Risking blue waters for greener pastures

Is it poverty alone that’s prompting boatloads of youth to take that risky journey to Australia as an illegal immigrant? Damith Wickremasekara and
Aanya Wipulasena go to Udappuwa in Chilaw, a place from where many
have succeeded or failed, to find the answers

All of them had different reasons, but their goal and destination were the same – to lead a comfortable life in Australia.
Rajendra Thayabaran, 45 from the Andimuni village in Udappuwa was finding it difficult to make ends meet.“My brother-in-law had earlier worked in Dubai and after his return was involved in fishing. It was hard to earn a living from that. He therefore decided to find his way to Australia,” 32-year-old Raymond Christopher, Thayabaran’s brother-in-law said.

Raymond Christopher

S. Ranjan

Chillaw Officer in Charge Manoj Ranagala

“We have to pay for everything here, even for firewood and drinking water.
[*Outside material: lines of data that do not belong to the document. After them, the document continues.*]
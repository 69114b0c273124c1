use crate::dynamics::state::ControlReference;
use crate::gnc::reference::{Command, CommandOrigin};
use crate::sim::clock::TimeGuard;

/// Operating mode of the command supervisor.
#[derive(Debug, Clone, Copy, PartialEq, Eq)]
pub enum SupervisorState {
    /// Motors off, no command held
    Off,
    /// Tracking a live command
    Active,
    /// Last command expired: hold position with motors running
    Hover,
    /// Simulation time went backwards this tick
    Reset,
}

/// What the controller should do this tick.
#[derive(Debug, Clone, Copy, PartialEq)]
pub enum Directive {
    /// Zero rotors, clear integral state
    MotorsOff,
    /// Track this reference
    Drive(ControlReference),
}

impl Directive {
    pub fn reference(&self) -> Option<&ControlReference> {
        match self {
            Directive::MotorsOff => None,
            Directive::Drive(r) => Some(r),
        }
    }
}

// ---------------------------------------------------------------------------
// Command supervisor
// ---------------------------------------------------------------------------

/// Decides, each tick, whether the motors run and what they track.
///
/// Holds the latest command from the reference source and watches its
/// expiry. An expired command degrades to hover rather than cutting the
/// motors. A backward jump of the simulation clock drops the held command.
#[derive(Debug, Clone)]
pub struct CommandSupervisor {
    held: Option<Command>,
    state: SupervisorState,
    clock: TimeGuard,
    remote_limit: f64,
}

impl CommandSupervisor {
    pub fn new(remote_limit: f64) -> Self {
        Self {
            held: None,
            state: SupervisorState::Off,
            clock: TimeGuard::new(),
            remote_limit,
        }
    }

    pub fn state(&self) -> SupervisorState {
        self.state
    }

    pub fn held(&self) -> Option<&Command> {
        self.held.as_ref()
    }

    pub fn step(&mut self, now: f64, incoming: Option<Command>) -> Directive {
        let rewound = self.clock.observe(now).is_rewound();

        if let Some(cmd) = incoming {
            self.accept(cmd);
        }

        if rewound {
            self.held = None;
            self.transition(SupervisorState::Reset, now);
            return Directive::MotorsOff;
        }

        let Some(cmd) = self.held else {
            self.transition(SupervisorState::Off, now);
            return Directive::MotorsOff;
        };

        if cmd.is_expired(now) {
            self.transition(SupervisorState::Hover, now);
            Directive::Drive(ControlReference::hover())
        } else {
            self.transition(SupervisorState::Active, now);
            Directive::Drive(cmd.reference)
        }
    }

    fn accept(&mut self, cmd: Command) {
        if !cmd.reference.active {
            self.held = None;
            return;
        }
        let cmd = if cmd.origin == CommandOrigin::Remote {
            let clamped = cmd.reference.clamped(self.remote_limit);
            if !cmd.reference.is_finite() {
                log::warn!("CommandSupervisor: non-finite remote command components zeroed");
            } else if clamped != cmd.reference {
                log::warn!(
                    "CommandSupervisor: remote command clamped to ±{}",
                    self.remote_limit
                );
            }
            Command { reference: clamped, ..cmd }
        } else {
            cmd
        };
        self.held = Some(cmd);
    }

    fn transition(&mut self, next: SupervisorState, now: f64) {
        if self.state != next {
            log::info!("CommandSupervisor: {:?} -> {:?} at {:.3}s", self.state, next, now);
            self.state = next;
        }
    }
}

// ---------------------------------------------------------------------------
// Tests
// ---------------------------------------------------------------------------

#[cfg(test)]
mod tests {
    use super::*;
    use nalgebra::Vector3;

    fn remote(v: Vector3<f64>, yaw_rate: f64, expires_at: f64) -> Command {
        Command::new(ControlReference::new(v, yaw_rate), expires_at, CommandOrigin::Remote)
    }

    #[test]
    fn starts_off() {
        let mut s = CommandSupervisor::new(4.0);
        assert_eq!(s.step(0.0, None), Directive::MotorsOff);
        assert_eq!(s.state(), SupervisorState::Off);
    }

    #[test]
    fn active_command_is_tracked() {
        let mut s = CommandSupervisor::new(4.0);
        let cmd = remote(Vector3::new(1.0, 0.0, 0.5), 0.2, 5.0);
        let d = s.step(1.0, Some(cmd));
        assert_eq!(d, Directive::Drive(cmd.reference));
        assert_eq!(s.state(), SupervisorState::Active);
        // Held across ticks without a new command
        assert_eq!(s.step(2.0, None), Directive::Drive(cmd.reference));
    }

    #[test]
    fn zero_duration_remote_hovers_next_tick() {
        let mut s = CommandSupervisor::new(4.0);
        // Delivered at t = 3.0 with duration 0
        let cmd = remote(Vector3::new(1.0, 1.0, 0.0), 0.5, 3.0);
        let d = s.step(3.001, Some(cmd));
        assert_eq!(d, Directive::Drive(ControlReference::hover()));
        assert_eq!(s.state(), SupervisorState::Hover);
        let r = d.reference().unwrap();
        assert!(r.active);
        assert_eq!(r.velocity, Vector3::zeros());
        assert_eq!(r.yaw_rate, 0.0);
    }

    #[test]
    fn remote_command_is_clamped() {
        let mut s = CommandSupervisor::new(4.0);
        let d = s.step(0.0, Some(remote(Vector3::new(10.0, -7.0, 2.0), 9.0, 1.0)));
        let r = d.reference().unwrap();
        assert_eq!(r.velocity, Vector3::new(4.0, -4.0, 2.0));
        assert_eq!(r.yaw_rate, 4.0);
    }

    #[test]
    fn non_finite_remote_components_are_zeroed() {
        let mut s = CommandSupervisor::new(4.0);
        let d = s.step(0.0, Some(remote(Vector3::new(f64::NAN, 2.0, f64::INFINITY), f64::NAN, 1.0)));
        let r = d.reference().unwrap();
        assert_eq!(r.velocity, Vector3::new(0.0, 2.0, 0.0));
        assert_eq!(r.yaw_rate, 0.0);
        assert_eq!(s.state(), SupervisorState::Active);
    }

    #[test]
    fn navigator_command_is_not_clamped() {
        let mut s = CommandSupervisor::new(4.0);
        let cmd = Command::new(
            ControlReference::new(Vector3::new(6.0, 0.0, 0.0), 0.0),
            1.0,
            CommandOrigin::FlightPlan,
        );
        let d = s.step(0.0, Some(cmd));
        assert_eq!(d.reference().unwrap().velocity.x, 6.0);
    }

    #[test]
    fn inactive_command_turns_off() {
        let mut s = CommandSupervisor::new(4.0);
        s.step(0.0, Some(remote(Vector3::new(1.0, 0.0, 0.0), 0.0, 10.0)));
        let d = s.step(0.1, Some(Command::off(CommandOrigin::FlightPlan)));
        assert_eq!(d, Directive::MotorsOff);
        assert_eq!(s.state(), SupervisorState::Off);
        assert!(s.held().is_none());
    }

    #[test]
    fn rewind_resets_then_stays_off() {
        let mut s = CommandSupervisor::new(4.0);
        s.step(5.0, Some(remote(Vector3::new(1.0, 0.0, 0.0), 0.0, 100.0)));
        assert_eq!(s.step(1.0, None), Directive::MotorsOff);
        assert_eq!(s.state(), SupervisorState::Reset);
        assert_eq!(s.step(1.1, None), Directive::MotorsOff);
        assert_eq!(s.state(), SupervisorState::Off);
        // A fresh command re-activates from the new time base
        let cmd = remote(Vector3::new(0.5, 0.0, 0.0), 0.0, 2.0);
        assert_eq!(s.step(1.2, Some(cmd)), Directive::Drive(cmd.reference));
    }

    #[test]
    fn hover_resumes_on_new_command() {
        let mut s = CommandSupervisor::new(4.0);
        s.step(0.0, Some(remote(Vector3::new(1.0, 0.0, 0.0), 0.0, 0.5)));
        s.step(1.0, None);
        assert_eq!(s.state(), SupervisorState::Hover);
        s.step(1.1, Some(remote(Vector3::new(0.0, 1.0, 0.0), 0.0, 3.0)));
        assert_eq!(s.state(), SupervisorState::Active);
    }
}
//! Simulation-time bookkeeping.
//!
//! The simulator clock can jump backwards when a world is reset. Every
//! consumer of time in this crate goes through [`TimeGuard`] (or the same
//! rebase rule in [`RateLimiter`]) so that a rewind is always handled the
//! same way: drop the old timestamp, take the new one, and treat the tick as
//! a restart instead of a negative interval.

/// Outcome of observing a new timestamp.
#[derive(Debug, Clone, Copy, PartialEq)]
pub enum TimeStep {
    /// No previous timestamp
    First,
    /// Time moved forward (or stood still) by `dt` seconds
    Forward(f64),
    /// Time went backwards: the simulation was reset
    Rewound,
}

impl TimeStep {
    pub fn is_rewound(&self) -> bool {
        matches!(self, TimeStep::Rewound)
    }

    /// Elapsed seconds; zero for a first or rewound observation.
    pub fn dt(&self) -> f64 {
        match *self {
            TimeStep::Forward(dt) => dt,
            TimeStep::First | TimeStep::Rewound => 0.0,
        }
    }
}

/// Monotonicity guard around the last seen simulation time.
#[derive(Debug, Clone, Copy, Default, PartialEq)]
pub struct TimeGuard {
    last: Option<f64>,
}

impl TimeGuard {
    pub fn new() -> Self {
        Self { last: None }
    }

    /// Record `now` and classify it against the previous timestamp.
    /// A rewind rebases to `now`.
    pub fn observe(&mut self, now: f64) -> TimeStep {
        let step = match self.last {
            None => TimeStep::First,
            Some(prev) if now < prev => TimeStep::Rewound,
            Some(prev) => TimeStep::Forward(now - prev),
        };
        self.last = Some(now);
        step
    }

    /// Forget the previous timestamp and start counting from `now`.
    pub fn rebase(&mut self, now: f64) {
        self.last = Some(now);
    }

    pub fn last(&self) -> Option<f64> {
        self.last
    }
}

// ---------------------------------------------------------------------------
// Rate limiting for periodic I/O
// ---------------------------------------------------------------------------

/// True when at least `period` has elapsed since `last_fired`.
pub fn period_elapsed(now: f64, last_fired: f64, period: f64) -> bool {
    now - last_fired >= period
}

/// Fires at most once per `period` of simulation time.
///
/// The first call arms the limiter without firing. A backward time jump
/// rebases instead of firing a burst.
#[derive(Debug, Clone, Copy, PartialEq)]
pub struct RateLimiter {
    period: f64,
    last_fired: Option<f64>,
}

impl RateLimiter {
    pub fn new(period: f64) -> Self {
        Self { period, last_fired: None }
    }

    pub fn period(&self) -> f64 {
        self.period
    }

    /// Arm the limiter at `now`; the first firing is one period later.
    pub fn arm(&mut self, now: f64) {
        self.last_fired = Some(now);
    }

    pub fn ready(&mut self, now: f64) -> bool {
        let last = match self.last_fired {
            None => {
                self.last_fired = Some(now);
                return false;
            }
            Some(last) if now < last => {
                self.last_fired = Some(now);
                return false;
            }
            Some(last) => last,
        };
        if period_elapsed(now, last, self.period) {
            self.last_fired = Some(now);
            true
        } else {
            false
        }
    }
}
use crate::config::VehicleConfig;
use crate::dynamics::forces::{forces, ForceSet};
use crate::dynamics::state::RotorCommand;
use crate::gnc::controller::Controller;
use crate::gnc::lqi::LqiController;
use crate::gnc::reference::ReferenceSource;
use crate::gnc::supervisor::{CommandSupervisor, Directive, SupervisorState};
use crate::io::messages::{Inbound, Inbox};
use crate::io::telemetry::{Telemetry, TelemetrySink};
use crate::vehicle::Airframe;
use super::body::RigidBody;
use super::clock::RateLimiter;

/// What happened during one autopilot tick.
#[derive(Debug, Clone, Copy, PartialEq)]
pub struct TickReport {
    pub time: f64,
    pub state: SupervisorState,
    pub rotors: RotorCommand,
    /// Loads handed to the body; `None` on a reset tick
    pub forces: Option<ForceSet>,
    pub telemetry_sent: bool,
    pub messages_received: usize,
}

// ---------------------------------------------------------------------------
// Autopilot: the per-vehicle control pipeline
// ---------------------------------------------------------------------------

/// One vehicle's flight software.
///
/// Each [`tick`](Autopilot::tick) runs, in order: reference source →
/// supervisor → controller → force model → body, then rate-limited telemetry
/// and the rate-limited inbox poll.
pub struct Autopilot {
    name: String,
    airframe: Airframe,
    source: Box<dyn ReferenceSource>,
    supervisor: CommandSupervisor,
    controller: Box<dyn Controller>,
    sink: Option<Box<dyn TelemetrySink>>,
    inbox: Option<Inbox>,
    telemetry_timer: RateLimiter,
    inbox_timer: RateLimiter,
}

impl Autopilot {
    /// Autopilot with the LQI controller, no telemetry and no inbox.
    pub fn new(config: &VehicleConfig, source: Box<dyn ReferenceSource>) -> Self {
        log::info!(
            "Autopilot '{}': {} source, hover speed {:.1} rad/s",
            config.name,
            source.name(),
            config.airframe.hover_speed()
        );
        Self {
            name: config.name.clone(),
            airframe: config.airframe.clone(),
            source,
            supervisor: CommandSupervisor::new(config.timing.remote_limit),
            controller: Box::new(LqiController::new(config)),
            sink: None,
            inbox: None,
            telemetry_timer: RateLimiter::new(config.timing.telemetry_period),
            inbox_timer: RateLimiter::new(config.timing.inbound_period),
        }
    }

    pub fn with_controller(mut self, controller: Box<dyn Controller>) -> Self {
        self.controller = controller;
        self
    }

    pub fn with_sink(mut self, sink: Box<dyn TelemetrySink>) -> Self {
        self.sink = Some(sink);
        self
    }

    pub fn with_inbox(mut self, inbox: Inbox) -> Self {
        self.inbox = Some(inbox);
        self
    }

    pub fn name(&self) -> &str {
        &self.name
    }

    pub fn supervisor_state(&self) -> SupervisorState {
        self.supervisor.state()
    }

    pub fn tick(&mut self, body: &mut dyn RigidBody) -> TickReport {
        let now = body.sim_time();
        let motion = body.motion();

        // Guidance
        let incoming = self.source.produce_reference(now, &motion);
        let directive = self.supervisor.step(now, incoming);

        // Control
        let rotors = match directive {
            Directive::Drive(reference) => self.controller.control(now, &motion, &reference),
            Directive::MotorsOff => {
                self.controller.reset();
                RotorCommand::OFF
            }
        };

        // Dynamics
        let state = self.supervisor.state();
        let loads = if state == SupervisorState::Reset {
            None
        } else {
            let loads = forces(&self.airframe, &rotors, &motion);
            loads.apply_to(body);
            Some(loads)
        };

        let telemetry_sent = self.publish_telemetry(now, body);
        let messages_received = self.poll_inbox(now);

        TickReport { time: now, state, rotors, forces: loads, telemetry_sent, messages_received }
    }

    fn publish_telemetry(&mut self, now: f64, body: &dyn RigidBody) -> bool {
        let Some(sink) = self.sink.as_mut() else {
            return false;
        };
        if !self.telemetry_timer.ready(now) {
            return false;
        }
        let record = Telemetry::from_motion(&self.name, now, &body.motion());
        match sink.publish(&record) {
            Ok(()) => {
                log::trace!("{}: telemetry at {:.2}s", self.name, now);
                true
            }
            Err(e) => {
                log::warn!("{}: telemetry dropped: {}", self.name, e);
                false
            }
        }
    }

    fn poll_inbox(&mut self, now: f64) -> usize {
        let Some(inbox) = self.inbox.as_ref() else {
            return 0;
        };
        if !self.inbox_timer.ready(now) {
            return 0;
        }
        let messages = inbox.drain();
        let count = messages.len();
        for msg in messages {
            log::debug!("{}: received {} at {:.2}s", self.name, msg.kind(), now);
            match msg {
                Inbound::FlightPlan(plan) => self.source.on_flight_plan(plan, now),
                Inbound::RemoteCommand(cmd) => self.source.on_remote_command(cmd, now),
            }
        }
        count
    }
}

// ---------------------------------------------------------------------------
// Tests
// ---------------------------------------------------------------------------
//! Error types for the autopilot crate.
//!
//! Errors only surface at the edges: loading configuration, building flight
//! plans, and talking to the messaging layer. A control tick never fails.

/// Result type alias
pub type Result<T> = std::result::Result<T, Error>;

/// Crate-level error
#[derive(Debug, thiserror::Error)]
pub enum Error {
    /// I/O error
    #[error("I/O error: {0}")]
    Io(#[from] std::io::Error),

    /// Configuration file could not be parsed
    #[error("Config parse error: {0}")]
    ConfigParse(#[from] toml::de::Error),

    /// Configuration could not be written
    #[error("Config encode error: {0}")]
    ConfigEncode(#[from] toml::ser::Error),

    /// Configuration parsed but holds unusable values
    #[error("Invalid config: {0}")]
    InvalidConfig(String),

    /// Flight plan rejected at construction
    #[error("Invalid flight plan: {0}")]
    InvalidPlan(#[from] PlanError),

    /// Telemetry record could not be encoded
    #[error("Serialization error: {0}")]
    Serialize(#[from] serde_json::Error),

    /// Inbound queue is full, message dropped
    #[error("Inbox full, dropped {0}")]
    InboxFull(&'static str),

    /// The other end of a channel has gone away
    #[error("Channel disconnected: {0}")]
    Disconnected(&'static str),
}

/// Reasons a route cannot become a flight plan
#[derive(Debug, Clone, PartialEq, thiserror::Error)]
pub enum PlanError {
    /// No waypoints at all
    #[error("route has no waypoints")]
    EmptyRoute,

    /// Waypoint timestamp not strictly after its predecessor
    #[error("waypoint {index} is not later than its predecessor")]
    NonMonotonic {
        /// Index of the offending waypoint
        index: usize,
    },

    /// NaN or infinite position/time
    #[error("waypoint {index} has a non-finite value")]
    NonFinite {
        /// Index of the offending waypoint
        index: usize,
    },
}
There are no resources in the area and therefore our families find it difficult to make a living,” he lamented, adding that Thayabaran could not save any money though he worked in Dubai and since he couldn’t fulfil his one dream of building his own house he decided to join the others to Australia.

Christopher went on to say that they had got news that Thayabaran had reached Christmas island. “The agents are now worrying us to pay the Rs. one million that had been promised. We do not have that kind of money and we don’t know when my brother-in-law will be able to send money.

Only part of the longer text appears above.